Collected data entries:

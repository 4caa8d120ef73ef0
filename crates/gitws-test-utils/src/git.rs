//! Git fixtures and the configuration tests need to run git unattended.
//!
//! Tests never rely on the developer's global git configuration: identity,
//! signing and the `file` transport are pinned through `-c` overrides or the
//! `GIT_CONFIG_*` environment variables.

use std::fs;
use std::path::Path;
use std::process::Command;

use gitws_git::GitCli;

/// Config pairs every test invocation of git needs.
///
/// `protocol.file.allow` lets `git submodule add` clone from a local path.
pub const TEST_GIT_CONFIG: &[(&str, &str)] = &[
    ("user.name", "Test User"),
    ("user.email", "test@example.com"),
    ("commit.gpgsign", "false"),
    ("init.defaultBranch", "main"),
    ("protocol.file.allow", "always"),
];

/// A [`GitCli`] carrying [`TEST_GIT_CONFIG`].
pub fn test_git() -> GitCli {
    TEST_GIT_CONFIG
        .iter()
        .fold(GitCli::new(), |git, (key, value)| git.with_config(*key, *value))
}

/// `GIT_CONFIG_COUNT`/`GIT_CONFIG_KEY_n`/`GIT_CONFIG_VALUE_n` pairs carrying
/// [`TEST_GIT_CONFIG`], for tests that spawn the CLI binary.
pub fn git_config_env() -> Vec<(String, String)> {
    let mut env = vec![(
        "GIT_CONFIG_COUNT".to_string(),
        TEST_GIT_CONFIG.len().to_string(),
    )];
    for (i, (key, value)) in TEST_GIT_CONFIG.iter().enumerate() {
        env.push((format!("GIT_CONFIG_KEY_{i}"), key.to_string()));
        env.push((format!("GIT_CONFIG_VALUE_{i}"), value.to_string()));
    }
    env
}

/// Run `git` in `dir` with the test configuration, panicking on failure.
///
/// # Panics
/// Panics if git cannot be spawned or exits unsuccessfully.
pub fn run_git(dir: &Path, args: &[&str]) {
    let mut cmd = Command::new("git");
    for (key, value) in TEST_GIT_CONFIG {
        cmd.arg("-c").arg(format!("{key}={value}"));
    }
    let output = cmd
        .args(args)
        .current_dir(dir)
        .output()
        .unwrap_or_else(|e| panic!("run_git: failed to run `git {args:?}`: {e}"));
    if !output.status.success() {
        panic!(
            "run_git: `git {args:?}` failed in {}:\n{}",
            dir.display(),
            String::from_utf8_lossy(&output.stderr)
        );
    }
}

/// Creates a repository at `path` with a `README.md` and one commit.
///
/// # Panics
/// Panics if any filesystem or git operation fails.
pub fn upstream_repo(path: &Path) {
    upstream_repo_with_files(path, &[]);
}

/// Like [`upstream_repo`], additionally committing `files` (relative path,
/// content). Parent directories are created as needed.
///
/// Use `local/...` paths to give the repository content that a shared
/// workspace carries over into the wrapper.
///
/// # Panics
/// Panics if any filesystem or git operation fails.
pub fn upstream_repo_with_files(path: &Path, files: &[(&str, &str)]) {
    fs::create_dir_all(path)
        .unwrap_or_else(|e| panic!("upstream_repo: failed to create {}: {e}", path.display()));
    run_git(path, &["init"]);

    fs::write(path.join("README.md"), "# Upstream\n")
        .unwrap_or_else(|e| panic!("upstream_repo: failed to write README.md: {e}"));
    for (relative, content) in files {
        let file = path.join(relative);
        if let Some(parent) = file.parent() {
            fs::create_dir_all(parent).unwrap_or_else(|e| {
                panic!("upstream_repo: failed to create {}: {e}", parent.display())
            });
        }
        fs::write(&file, content)
            .unwrap_or_else(|e| panic!("upstream_repo: failed to write {relative}: {e}"));
    }

    run_git(path, &["add", "--all"]);
    run_git(path, &["commit", "-m", "Initial commit"]);
}

/// Opens the repository at `path` with `git2`.
///
/// # Panics
/// Panics if `path` is not a repository.
pub fn open_repo(path: &Path) -> git2::Repository {
    git2::Repository::open(path)
        .unwrap_or_else(|e| panic!("open_repo: failed to open {}: {e}", path.display()))
}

Exercise directions:
Among the entries above, which lines include "display"? List them all.

Reply to the exercise:
            dir.display(),
        .unwrap_or_else(|e| panic!("upstream_repo: failed to create {}: {e}", path.display()));
                panic!("upstream_repo: failed to create {}: {e}", parent.display())
        .unwrap_or_else(|e| panic!("open_repo: failed to open {}: {e}", path.display()))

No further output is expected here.